What the exercise asks
For the word "into", copy every line of the material that includes it.

*** Record set ***

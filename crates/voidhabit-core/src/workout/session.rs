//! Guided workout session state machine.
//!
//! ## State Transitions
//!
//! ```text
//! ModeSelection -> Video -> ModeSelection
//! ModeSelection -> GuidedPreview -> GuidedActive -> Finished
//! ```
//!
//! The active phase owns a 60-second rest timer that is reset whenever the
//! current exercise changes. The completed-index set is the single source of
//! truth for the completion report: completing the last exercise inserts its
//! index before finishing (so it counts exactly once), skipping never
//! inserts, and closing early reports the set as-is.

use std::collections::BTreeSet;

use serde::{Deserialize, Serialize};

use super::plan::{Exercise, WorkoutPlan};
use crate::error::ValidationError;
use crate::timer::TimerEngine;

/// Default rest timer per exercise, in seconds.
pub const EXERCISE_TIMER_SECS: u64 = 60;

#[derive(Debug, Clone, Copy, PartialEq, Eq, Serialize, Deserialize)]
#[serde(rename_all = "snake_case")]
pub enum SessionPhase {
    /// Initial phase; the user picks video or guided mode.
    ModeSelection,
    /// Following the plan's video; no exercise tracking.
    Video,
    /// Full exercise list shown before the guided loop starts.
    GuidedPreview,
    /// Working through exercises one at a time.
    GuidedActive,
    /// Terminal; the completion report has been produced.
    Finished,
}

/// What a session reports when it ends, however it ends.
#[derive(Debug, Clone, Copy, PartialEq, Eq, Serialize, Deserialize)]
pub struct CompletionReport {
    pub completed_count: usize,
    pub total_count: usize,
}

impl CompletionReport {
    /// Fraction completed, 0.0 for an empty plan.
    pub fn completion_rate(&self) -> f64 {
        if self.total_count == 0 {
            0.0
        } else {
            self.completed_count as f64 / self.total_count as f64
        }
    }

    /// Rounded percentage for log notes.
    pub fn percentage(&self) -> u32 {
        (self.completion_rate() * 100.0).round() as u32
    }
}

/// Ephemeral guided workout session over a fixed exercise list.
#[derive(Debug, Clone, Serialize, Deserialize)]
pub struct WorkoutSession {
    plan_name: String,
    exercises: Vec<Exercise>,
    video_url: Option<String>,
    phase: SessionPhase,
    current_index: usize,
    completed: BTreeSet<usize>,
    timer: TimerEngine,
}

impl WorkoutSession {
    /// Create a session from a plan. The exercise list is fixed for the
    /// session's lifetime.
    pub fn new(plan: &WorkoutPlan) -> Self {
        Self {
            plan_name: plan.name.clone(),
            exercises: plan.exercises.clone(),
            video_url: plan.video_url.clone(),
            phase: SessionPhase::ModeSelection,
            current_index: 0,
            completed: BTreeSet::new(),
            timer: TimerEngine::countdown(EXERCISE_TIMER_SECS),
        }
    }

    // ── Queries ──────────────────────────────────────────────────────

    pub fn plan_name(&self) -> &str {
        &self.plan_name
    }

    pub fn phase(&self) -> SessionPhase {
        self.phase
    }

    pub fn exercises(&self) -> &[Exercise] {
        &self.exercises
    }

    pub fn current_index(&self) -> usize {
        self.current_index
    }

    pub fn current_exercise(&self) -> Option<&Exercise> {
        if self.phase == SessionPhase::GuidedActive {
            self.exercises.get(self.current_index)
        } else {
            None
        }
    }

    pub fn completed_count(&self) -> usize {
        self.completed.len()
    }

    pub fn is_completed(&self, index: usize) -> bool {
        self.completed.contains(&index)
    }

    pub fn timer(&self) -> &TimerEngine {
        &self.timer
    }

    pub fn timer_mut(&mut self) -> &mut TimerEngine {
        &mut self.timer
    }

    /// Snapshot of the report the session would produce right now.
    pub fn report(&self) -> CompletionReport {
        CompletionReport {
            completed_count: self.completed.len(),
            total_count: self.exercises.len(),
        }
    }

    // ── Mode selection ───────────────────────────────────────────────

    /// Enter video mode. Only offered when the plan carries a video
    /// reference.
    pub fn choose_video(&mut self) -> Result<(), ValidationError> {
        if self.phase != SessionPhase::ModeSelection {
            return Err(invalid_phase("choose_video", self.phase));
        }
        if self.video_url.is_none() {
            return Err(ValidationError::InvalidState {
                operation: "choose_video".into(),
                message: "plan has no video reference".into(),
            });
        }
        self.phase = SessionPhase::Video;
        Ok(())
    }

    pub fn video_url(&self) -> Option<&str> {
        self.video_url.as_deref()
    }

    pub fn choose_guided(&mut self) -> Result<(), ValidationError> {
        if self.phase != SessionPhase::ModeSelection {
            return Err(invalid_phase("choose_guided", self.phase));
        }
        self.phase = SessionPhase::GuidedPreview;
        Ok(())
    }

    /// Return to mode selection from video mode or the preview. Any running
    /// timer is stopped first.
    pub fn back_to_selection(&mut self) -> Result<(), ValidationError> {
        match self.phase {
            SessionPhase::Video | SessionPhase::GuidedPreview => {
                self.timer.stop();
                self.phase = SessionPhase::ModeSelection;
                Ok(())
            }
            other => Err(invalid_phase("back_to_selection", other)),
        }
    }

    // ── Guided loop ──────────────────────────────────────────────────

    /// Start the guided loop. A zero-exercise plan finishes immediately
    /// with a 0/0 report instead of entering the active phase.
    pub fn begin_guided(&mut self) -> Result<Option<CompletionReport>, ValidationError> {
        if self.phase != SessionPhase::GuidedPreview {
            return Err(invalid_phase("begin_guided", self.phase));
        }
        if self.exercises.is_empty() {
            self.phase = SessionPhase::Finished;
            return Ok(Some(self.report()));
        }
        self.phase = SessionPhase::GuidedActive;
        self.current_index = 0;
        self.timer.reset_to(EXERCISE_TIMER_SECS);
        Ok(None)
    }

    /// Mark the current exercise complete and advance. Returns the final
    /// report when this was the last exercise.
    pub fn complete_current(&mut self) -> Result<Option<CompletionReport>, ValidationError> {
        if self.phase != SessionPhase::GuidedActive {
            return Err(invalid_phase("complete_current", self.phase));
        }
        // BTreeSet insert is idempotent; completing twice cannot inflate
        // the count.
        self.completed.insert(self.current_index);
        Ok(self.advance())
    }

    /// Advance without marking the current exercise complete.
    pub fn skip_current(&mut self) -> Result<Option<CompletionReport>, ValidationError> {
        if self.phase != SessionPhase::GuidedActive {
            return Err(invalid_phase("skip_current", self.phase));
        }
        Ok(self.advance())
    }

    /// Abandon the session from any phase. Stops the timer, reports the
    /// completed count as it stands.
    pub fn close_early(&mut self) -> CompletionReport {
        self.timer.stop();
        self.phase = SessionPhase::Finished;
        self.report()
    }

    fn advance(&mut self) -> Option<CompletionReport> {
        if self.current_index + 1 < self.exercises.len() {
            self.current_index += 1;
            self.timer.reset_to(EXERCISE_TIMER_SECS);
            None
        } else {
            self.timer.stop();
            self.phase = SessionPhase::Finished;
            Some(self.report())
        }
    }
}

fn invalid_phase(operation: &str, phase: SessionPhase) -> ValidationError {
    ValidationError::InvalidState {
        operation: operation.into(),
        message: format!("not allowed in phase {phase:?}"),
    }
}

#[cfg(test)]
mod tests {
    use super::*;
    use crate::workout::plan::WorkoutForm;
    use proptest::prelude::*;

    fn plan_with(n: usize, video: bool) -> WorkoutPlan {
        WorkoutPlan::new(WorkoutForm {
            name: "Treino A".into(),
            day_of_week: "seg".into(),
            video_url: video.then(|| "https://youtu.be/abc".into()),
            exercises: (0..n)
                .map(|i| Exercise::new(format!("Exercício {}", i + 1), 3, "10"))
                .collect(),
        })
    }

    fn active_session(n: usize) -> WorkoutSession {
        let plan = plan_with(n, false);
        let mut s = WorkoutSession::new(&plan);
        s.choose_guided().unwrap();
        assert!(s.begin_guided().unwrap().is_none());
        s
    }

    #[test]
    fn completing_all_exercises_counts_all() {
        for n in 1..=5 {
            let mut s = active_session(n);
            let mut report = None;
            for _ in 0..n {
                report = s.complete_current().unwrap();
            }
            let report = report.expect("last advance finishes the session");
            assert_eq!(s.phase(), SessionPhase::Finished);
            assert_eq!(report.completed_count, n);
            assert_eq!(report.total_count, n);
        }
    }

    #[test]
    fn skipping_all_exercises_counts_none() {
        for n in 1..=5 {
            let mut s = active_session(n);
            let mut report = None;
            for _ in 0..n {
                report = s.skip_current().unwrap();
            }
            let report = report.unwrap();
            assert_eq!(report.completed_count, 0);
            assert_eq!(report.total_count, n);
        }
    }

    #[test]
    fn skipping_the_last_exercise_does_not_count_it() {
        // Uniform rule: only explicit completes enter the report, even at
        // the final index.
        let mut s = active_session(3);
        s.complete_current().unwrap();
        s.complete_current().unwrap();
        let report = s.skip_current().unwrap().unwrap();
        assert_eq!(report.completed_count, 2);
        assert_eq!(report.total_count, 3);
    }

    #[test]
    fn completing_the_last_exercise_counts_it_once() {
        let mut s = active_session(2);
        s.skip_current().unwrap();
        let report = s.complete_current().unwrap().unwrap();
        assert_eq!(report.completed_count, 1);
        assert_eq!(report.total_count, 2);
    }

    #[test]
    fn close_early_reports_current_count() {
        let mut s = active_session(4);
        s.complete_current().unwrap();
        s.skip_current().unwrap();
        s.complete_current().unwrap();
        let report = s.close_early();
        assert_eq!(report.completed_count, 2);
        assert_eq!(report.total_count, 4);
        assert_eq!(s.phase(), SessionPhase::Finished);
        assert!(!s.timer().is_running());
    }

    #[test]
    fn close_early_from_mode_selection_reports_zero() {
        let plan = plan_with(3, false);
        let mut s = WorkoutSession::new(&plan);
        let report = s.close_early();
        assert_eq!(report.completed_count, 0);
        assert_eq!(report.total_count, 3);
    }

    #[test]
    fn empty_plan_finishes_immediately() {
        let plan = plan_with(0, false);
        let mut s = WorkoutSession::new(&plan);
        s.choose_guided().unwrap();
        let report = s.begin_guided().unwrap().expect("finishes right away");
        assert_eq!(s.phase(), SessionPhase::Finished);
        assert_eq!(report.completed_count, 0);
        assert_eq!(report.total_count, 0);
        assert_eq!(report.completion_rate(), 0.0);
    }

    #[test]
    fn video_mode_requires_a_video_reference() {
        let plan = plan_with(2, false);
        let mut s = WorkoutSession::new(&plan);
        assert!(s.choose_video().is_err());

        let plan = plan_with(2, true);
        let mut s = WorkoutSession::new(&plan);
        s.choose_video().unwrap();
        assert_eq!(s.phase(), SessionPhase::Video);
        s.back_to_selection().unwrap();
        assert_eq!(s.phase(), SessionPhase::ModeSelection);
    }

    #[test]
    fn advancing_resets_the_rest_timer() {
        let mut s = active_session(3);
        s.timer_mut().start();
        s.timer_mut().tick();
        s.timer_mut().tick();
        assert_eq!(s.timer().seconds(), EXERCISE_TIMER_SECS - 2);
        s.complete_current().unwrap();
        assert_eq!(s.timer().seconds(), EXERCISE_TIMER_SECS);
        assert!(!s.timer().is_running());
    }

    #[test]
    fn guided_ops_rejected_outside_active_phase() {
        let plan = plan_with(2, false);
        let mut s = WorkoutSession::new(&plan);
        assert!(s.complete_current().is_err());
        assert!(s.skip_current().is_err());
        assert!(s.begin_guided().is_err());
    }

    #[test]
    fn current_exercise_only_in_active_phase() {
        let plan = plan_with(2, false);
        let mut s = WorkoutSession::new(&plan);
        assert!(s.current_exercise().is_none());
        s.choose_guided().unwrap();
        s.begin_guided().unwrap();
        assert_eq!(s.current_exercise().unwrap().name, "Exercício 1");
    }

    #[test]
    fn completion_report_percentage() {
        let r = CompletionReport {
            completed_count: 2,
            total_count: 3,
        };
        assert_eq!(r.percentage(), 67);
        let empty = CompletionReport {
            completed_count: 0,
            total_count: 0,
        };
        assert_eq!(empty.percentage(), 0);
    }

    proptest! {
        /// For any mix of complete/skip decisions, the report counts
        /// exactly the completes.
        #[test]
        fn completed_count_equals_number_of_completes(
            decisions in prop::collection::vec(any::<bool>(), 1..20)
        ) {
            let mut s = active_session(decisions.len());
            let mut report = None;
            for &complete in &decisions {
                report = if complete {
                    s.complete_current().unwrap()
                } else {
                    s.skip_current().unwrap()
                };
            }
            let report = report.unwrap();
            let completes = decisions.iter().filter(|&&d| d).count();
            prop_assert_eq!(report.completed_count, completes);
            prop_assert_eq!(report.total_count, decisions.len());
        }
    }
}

*** End of Record set ***

Problem solution
                operation: "choose_video".into(),
                message: "plan has no video reference".into(),
        operation: operation.into(),
            name: "Treino A".into(),
            day_of_week: "seg".into(),
            video_url: video.then(|| "https://youtu.be/abc".into()),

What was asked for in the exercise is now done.